How to monitor and control Corrosion/Scaling in Cooling Water System


Corrosion and scaling in cooling water system can be monitor and control by following methods.

1. Corrosion Coupon 

2. ORP (Oxidation Reduction Potential)

3. The Langlier Saturation Index (LSI) and the Ryznar Stability Index (RSI)

Corrosion Coupon:

It is installed to check the cooling water tendency of corrosion. A weighted metal piece is used in coupons. After definite period the metal strip is taken out, washed and weighted again. The loss in weight indicates the corrosive tendency of water. It is measured in mils per year (mpy).1 mpy = 0.025mm

Corrosion Rate = Weight loss(mg) * 365 * 39.4 / Density of metal (mg/mm3) * Surface Area (mm2)* No of Days

Surface Area (A) = 2*[(L*B) + (B*T) + (L*T)] + 3.14 D * T - (3.14 D2/2 * )

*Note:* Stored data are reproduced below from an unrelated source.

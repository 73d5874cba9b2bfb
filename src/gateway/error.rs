//! Caller-facing error responses.
//!
//! Bodies are deliberately generic; the detailed cause is logged server-side
//! by whoever produced the error.

use axum::{
    Json,
    http::{StatusCode, header},
    response::{IntoResponse, Response},
};
use serde_json::json;
use tracing::error;

use crate::auth::{KeyResolverError, ValidationError};
use crate::store::StoreError;

/// Request outcome other than success.
#[derive(Debug, Clone, PartialEq, Eq, thiserror::Error)]
pub enum ApiError {
    /// No usable `Authorization: Bearer` header.
    #[error("authentication required")]
    Unauthenticated,

    /// Token failed validation.
    #[error("invalid token")]
    TokenInvalid,

    /// Token is valid but lacks a required scope.
    #[error("insufficient scope")]
    InsufficientScope,

    /// Missing or unusable request parameter.
    #[error("bad request: {0}")]
    BadRequest(String),

    /// Identity provider or document store could not serve the request.
    #[error("upstream unavailable")]
    UpstreamUnavailable,
}

impl ApiError {
    /// HTTP status for this error.
    #[must_use]
    pub fn status(&self) -> StatusCode {
        match self {
            Self::Unauthenticated => StatusCode::UNAUTHORIZED,
            Self::TokenInvalid | Self::InsufficientScope => StatusCode::FORBIDDEN,
            Self::BadRequest(_) => StatusCode::BAD_REQUEST,
            Self::UpstreamUnavailable => StatusCode::SERVICE_UNAVAILABLE,
        }
    }

    /// Stable machine-readable code.
    #[must_use]
    pub fn code(&self) -> &'static str {
        match self {
            Self::Unauthenticated => "unauthenticated",
            Self::TokenInvalid => "invalid_token",
            Self::InsufficientScope => "insufficient_scope",
            Self::BadRequest(_) => "bad_request",
            Self::UpstreamUnavailable => "upstream_unavailable",
        }
    }

    fn message(&self) -> String {
        match self {
            Self::Unauthenticated => {
                "Missing Authorization header. Use: Authorization: Bearer <token>".to_string()
            }
            Self::TokenInvalid => "Invalid token".to_string(),
            Self::InsufficientScope => {
                "Unauthorized. The token doesn't have a valid scope".to_string()
            }
            Self::BadRequest(message) => message.clone(),
            Self::UpstreamUnavailable => {
                "Upstream service unavailable. Try again later.".to_string()
            }
        }
    }

    /// Log a store failure and convert it to the generic upstream error.
    pub fn from_store(err: &StoreError) -> Self {
        error!(error = %err, "Document store request failed");
        Self::UpstreamUnavailable
    }
}

impl From<ValidationError> for ApiError {
    fn from(err: ValidationError) -> Self {
        match err {
            ValidationError::KeyResolutionFailed(KeyResolverError::DiscoveryUnavailable(_)) => {
                Self::UpstreamUnavailable
            }
            _ => Self::TokenInvalid,
        }
    }
}

impl IntoResponse for ApiError {
    fn into_response(self) -> Response {
        let body = Json(json!({
            "error": self.code(),
            "message": self.message(),
        }));

        match self {
            Self::Unauthenticated => (
                self.status(),
                [(header::WWW_AUTHENTICATE, "Bearer")],
                body,
            )
                .into_response(),
            Self::TokenInvalid => (
                self.status(),
                [(header::WWW_AUTHENTICATE, r#"Bearer error="invalid_token""#)],
                body,
            )
                .into_response(),
            Self::InsufficientScope => (
                self.status(),
                [(header::WWW_AUTHENTICATE, r#"Bearer error="insufficient_scope""#)],
                body,
            )
                .into_response(),
            Self::BadRequest(_) | Self::UpstreamUnavailable => {
                (self.status(), body).into_response()
            }
        }
    }
}
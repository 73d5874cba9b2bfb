//! Gateway server

use std::net::SocketAddr;
use std::sync::Arc;

use tokio::net::TcpListener;
use tokio::signal;
use tracing::{info, warn};

use super::router::{AppState, QuerySettings, create_router};
use crate::auth::{JwksKeyResolver, KeyResolver, TokenValidator};
use crate::config::Config;
use crate::store::{DocumentStore, build_store};
use crate::{Error, Result};

/// Volcano data gateway server
pub struct Gateway {
    /// Configuration
    config: Config,
    /// State shared by every request
    state: Arc<AppState>,
}

impl Gateway {
    /// Create a gateway backed by the configured JWKS endpoint and store.
    pub fn new(config: Config) -> Result<Self> {
        let resolver = Arc::new(JwksKeyResolver::new(&config.jwks)?);
        info!(jwks_uri = %resolver.uri(), "Using JWKS key discovery");

        let store = build_store(&config.store)?;
        Self::with_parts(config, resolver, store)
    }

    /// Create a gateway from explicit collaborators.
    pub fn with_parts(
        config: Config,
        resolver: Arc<dyn KeyResolver>,
        store: Arc<dyn DocumentStore>,
    ) -> Result<Self> {
        let validator = Arc::new(TokenValidator::new(
            resolver,
            config.auth.validation_options()?,
        ));

        let state = Arc::new(AppState {
            validator,
            required_scopes: config.auth.required_scopes(),
            store,
            queries: QuerySettings::from(&config.store),
        });

        Ok(Self { config, state })
    }

    /// Shared request state
    #[must_use]
    pub fn state(&self) -> Arc<AppState> {
        Arc::clone(&self.state)
    }

    /// Run the gateway until Ctrl-C or SIGTERM.
    pub async fn run(self) -> Result<()> {
        let addr = SocketAddr::new(
            self.config
                .server
                .host
                .parse()
                .map_err(|e| Error::Config(format!("Invalid host: {e}")))?,
            self.config.server.port,
        );

        let app = create_router(Arc::clone(&self.state), self.config.server.request_timeout);
        let listener = TcpListener::bind(addr).await?;

        let options = self.state.validator.options();
        info!("============================================================");
        info!("VOLCANO GATEWAY v{}", env!("CARGO_PKG_VERSION"));
        info!("============================================================");
        info!(host = %self.config.server.host, port = %self.config.server.port, "Listening");
        info!(
            audience = %options.expected_audience(),
            issuer = %options.expected_issuer(),
            scopes = %self.state.required_scopes,
            "Bearer authentication required"
        );
        info!("  GET http://{addr}/getCosmosData");
        info!("  GET http://{addr}/getVolcanoData?volcanoname=<name>");
        info!("============================================================");

        let shutdown_timeout = self.config.server.shutdown_timeout;
        let server = axum::serve(listener, app).with_graceful_shutdown(shutdown_signal());

        // Graceful drain is bounded; in-flight requests past the limit are dropped
        let serve = async move { server.await.map_err(|e| Error::Internal(e.to_string())) };
        tokio::pin!(serve);
        tokio::select! {
            result = &mut serve => result?,
            () = async {
                shutdown_signal().await;
                tokio::time::sleep(shutdown_timeout).await;
            } => {
                warn!(timeout = ?shutdown_timeout, "Shutdown timed out, dropping in-flight requests");
            }
        }

        info!("Gateway stopped");
        Ok(())
    }
}

/// Resolves on Ctrl-C or SIGTERM.
async fn shutdown_signal() {
    let ctrl_c = async {
        if let Err(e) = signal::ctrl_c().await {
            warn!(error = %e, "Failed to install Ctrl+C handler");
            std::future::pending::<()>().await;
        }
    };

    #[cfg(unix)]
    let terminate = async {
        match signal::unix::signal(signal::unix::SignalKind::terminate()) {
            Ok(mut sigterm) => {
                sigterm.recv().await;
            }
            Err(e) => {
                warn!(error = %e, "Failed to install SIGTERM handler");
                std::future::pending::<()>().await;
            }
        }
    };

    #[cfg(not(unix))]
    let terminate = std::future::pending::<()>();

    tokio::select! {
        () = ctrl_c => {},
        () = terminate => {},
    }

    info!("Shutdown signal received");
}
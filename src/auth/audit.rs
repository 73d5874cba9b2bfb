//! Audit logging for authentication and authorization decisions.
//!
//! Every event is emitted through `tracing` with the event serialized as JSON
//! in the `audit` field, so any log aggregator can query it.
//!
//! | Event | When |
//! |-------|------|
//! | `auth.missing` | A protected route was called without usable credentials |
//! | `auth.accepted` | A bearer token passed validation |
//! | `auth.rejected` | A bearer token failed validation |
//! | `scope.denied` | A valid token lacked a required scope |

use serde::Serialize;

use super::token::Claims;

/// Structured audit event.
#[derive(Debug, Serialize)]
pub struct AuditEvent {
    /// Event type string (e.g., `"auth.accepted"`).
    pub event: &'static str,
    /// Request path.
    pub path: String,
    /// Caller identity, when a token was validated.
    #[serde(skip_serializing_if = "Option::is_none")]
    pub principal: Option<String>,
    /// Calling client application (`azp`).
    #[serde(skip_serializing_if = "Option::is_none")]
    pub client_app: Option<String>,
    /// Scopes that were required but not granted.
    #[serde(skip_serializing_if = "Option::is_none")]
    pub missing_scopes: Option<Vec<String>>,
    /// Server-side reason; never sent to the caller.
    #[serde(skip_serializing_if = "Option::is_none")]
    pub reason: Option<String>,
}

impl AuditEvent {
    fn bare(event: &'static str, path: &str) -> Self {
        Self {
            event,
            path: path.to_string(),
            principal: None,
            client_app: None,
            missing_scopes: None,
            reason: None,
        }
    }

    /// Construct an `auth.missing` event.
    #[must_use]
    pub fn missing(path: &str, reason: impl Into<String>) -> Self {
        Self {
            reason: Some(reason.into()),
            ..Self::bare("auth.missing", path)
        }
    }

    /// Construct an `auth.accepted` event.
    #[must_use]
    pub fn accepted(path: &str, claims: &Claims) -> Self {
        Self {
            principal: Some(claims.principal().to_string()),
            client_app: claims.azp.clone(),
            ..Self::bare("auth.accepted", path)
        }
    }

    /// Construct an `auth.rejected` event.
    #[must_use]
    pub fn rejected(path: &str, reason: impl Into<String>) -> Self {
        Self {
            reason: Some(reason.into()),
            ..Self::bare("auth.rejected", path)
        }
    }

    /// Construct a `scope.denied` event.
    #[must_use]
    pub fn scope_denied(path: &str, claims: &Claims, missing: &[&str]) -> Self {
        Self {
            principal: Some(claims.principal().to_string()),
            client_app: claims.azp.clone(),
            missing_scopes: Some(missing.iter().map(|s| (*s).to_string()).collect()),
            ..Self::bare("scope.denied", path)
        }
    }

    fn is_denial(&self) -> bool {
        self.event != "auth.accepted"
    }
}

/// Emit an audit event.
///
/// ```text
/// WARN volcano_gateway::auth::audit audit={"event":"scope.denied",...}
/// ```
pub fn emit(event: &AuditEvent) {
    match serde_json::to_string(event) {
        Ok(ref json) if event.is_denial() => tracing::warn!(audit = %json, "auth audit"),
        Ok(ref json) => tracing::info!(audit = %json, "auth audit"),
        Err(ref e) => tracing::warn!(error = %e, "Failed to serialize audit event"),
    }
}
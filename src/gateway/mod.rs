//! Gateway server implementation

pub mod auth;
pub mod error;
mod router;
mod server;

pub use auth::{Authenticated, bearer_token, request_gate};
pub use error::ApiError;
pub use router::{AppState, QuerySettings, VOLCANO_PARAM, create_router};
pub use server::Gateway;
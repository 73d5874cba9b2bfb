//! Command-line interface

use std::path::PathBuf;

use clap::{Parser, Subcommand};

/// Volcano data gateway - bearer-protected read-only queries
#[derive(Parser, Debug)]
#[command(name = "volcano-gateway")]
#[command(version, about, long_about = None)]
pub struct Cli {
    /// Path to configuration file (YAML)
    #[arg(short, long, env = "VOLCANO_GATEWAY_CONFIG", global = true)]
    pub config: Option<PathBuf>,

    /// Port to listen on
    #[arg(short, long, env = "PORT")]
    pub port: Option<u16>,

    /// Host to bind to
    #[arg(long, env = "VOLCANO_GATEWAY_HOST")]
    pub host: Option<String>,

    /// Log level (trace, debug, info, warn, error)
    #[arg(
        long,
        default_value = "info",
        env = "VOLCANO_GATEWAY_LOG_LEVEL",
        global = true
    )]
    pub log_level: String,

    /// Log format (text, json)
    #[arg(long, env = "VOLCANO_GATEWAY_LOG_FORMAT", global = true)]
    pub log_format: Option<String>,

    /// Subcommand (optional - defaults to server mode)
    #[command(subcommand)]
    pub command: Option<Command>,
}

/// Available subcommands
#[derive(Subcommand, Debug)]
pub enum Command {
    /// Start the gateway server (default)
    Serve,

    /// Load and validate the configuration, then print it without secrets
    CheckConfig,
}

Where, L = Length of the coupon.

B = Width of the coupon.

T = Thickness of the coupon.    

D = Diameter of hole in coupon. 

ORP (Oxidation Reduction Potential):

ORP is a differential measurement of the mV potentials built up when electrodes are exposed to solution containing oxidants and reductants.

In a redox pair, one chemical loses electron through the process of oxidation i.e. they become ionize and is called reductant (Li+, Mg2+, Fe2+, Cr3+ etc). Other chemical acquires (gain) electron through the process of reduction i.e. they become reduce and is called oxidant (HOCl, OCl-, ClO2 etc.).

When the solution being measured has a high concentration of oxidizers, it will accept more electrons than it loses, the measuring electrode (pure platinum) develops a higher electrode potential than the reference electrode (silver/silver chloride). Once the entire system reaches equilibrium, the resulting net potential difference represents the ORP either positive reading (oxidizing solution) or negative reading (reducing solution).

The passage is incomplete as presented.